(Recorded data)
BEGIN

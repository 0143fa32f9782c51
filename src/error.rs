use std::fmt;
use std::time::Duration;

/// Boxed error type carried across the provider interfaces.
pub type BoxError = Box<dyn std::error::Error + Send + Sync>;

/// Verdicts produced by throttlers.
///
/// Errors are plain values: cloneable so verdicts can be memoized and
/// comparable so policies can be table-tested. Foreign errors surfacing from
/// providers keep their display text in [`Error::Provider`].
#[derive(Debug, Clone, PartialEq, Eq, thiserror::Error)]
pub enum Error {
    /// An accepted-count ceiling was hit.
    #[error("admission ceiling exceeded at {count}")]
    Exceeded { count: u64 },

    /// The in-flight limit was hit.
    #[error("in-flight limit exceeded at {running}")]
    Saturated { running: u64 },

    /// A tracked latency sample sits above the configured maximum.
    #[error("latency threshold exceeded at {observed:?}")]
    LatencyExceeded { observed: Duration },

    /// A resource usage snapshot met a configured threshold.
    #[error("resource stats exceeded configured thresholds")]
    StatsExceeded,

    /// The watched binary metric fired.
    #[error("binary metric has tripped")]
    MetricTripped,

    /// The pass threshold has not been reached yet.
    #[error("admission threshold not reached yet at {count}")]
    NotReached { count: u64 },

    /// The call landed on a periodic skip slot.
    #[error("periodic skip at {count}")]
    PeriodicSkip { count: u64 },

    /// Release without a matching successful acquire.
    #[error("nothing to release")]
    NothingToRelease,

    /// The context carries no key attribute, or no route matched it.
    #[error("no matching key attribute in context")]
    MissingKey,

    /// The context carries no payload attribute.
    #[error("no payload attribute in context")]
    MissingPayload,

    /// The context carries no marshaler attribute.
    #[error("no marshaler attribute in context")]
    MissingMarshaler,

    /// The call's cancellation token fired.
    #[error("call was cancelled")]
    Cancelled,

    /// The random draw rejected the call.
    #[error("chance draw rejected the call")]
    ChanceMissed,

    /// An inverting combinator saw its child pass.
    #[error("inverted verdict: child throttler passed")]
    Inverted,

    /// Dispatch over an empty ring.
    #[error("ring has no throttlers")]
    EmptyRing,

    /// A stats, metric, enqueue, or marshal collaborator failed.
    #[error("provider failed: {0}")]
    Provider(String),

    /// Verdicts aggregated by a combinator, every component preserved.
    #[error("aggregated throttler errors [{0}]")]
    Composite(Aggregate),
}

impl Error {
    /// Wraps a foreign error, keeping its display text.
    pub fn provider(err: impl fmt::Display) -> Self {
        Error::Provider(err.to_string())
    }
}

/// An ordered collection of component errors behind [`Error::Composite`].
#[derive(Debug, Clone, PartialEq, Eq, Default)]
pub struct Aggregate(pub Vec<Error>);

impl fmt::Display for Aggregate {
    fn fmt(&self, f: &mut fmt::Formatter<'_>) -> fmt::Result {
        for (pos, err) in self.0.iter().enumerate() {
            if pos > 0 {
                f.write_str("; ")?;
            }
            write!(f, "{err}")?;
        }
        Ok(())
    }
}

impl From<Vec<Error>> for Aggregate {
    fn from(errors: Vec<Error>) -> Self {
        Self(errors)
    }
}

END

Exercise requirements -
Each line containing the word "Duration" needs to be copied from the data above.

Answer to this exercise -
use std::time::Duration;
    LatencyExceeded { observed: Duration },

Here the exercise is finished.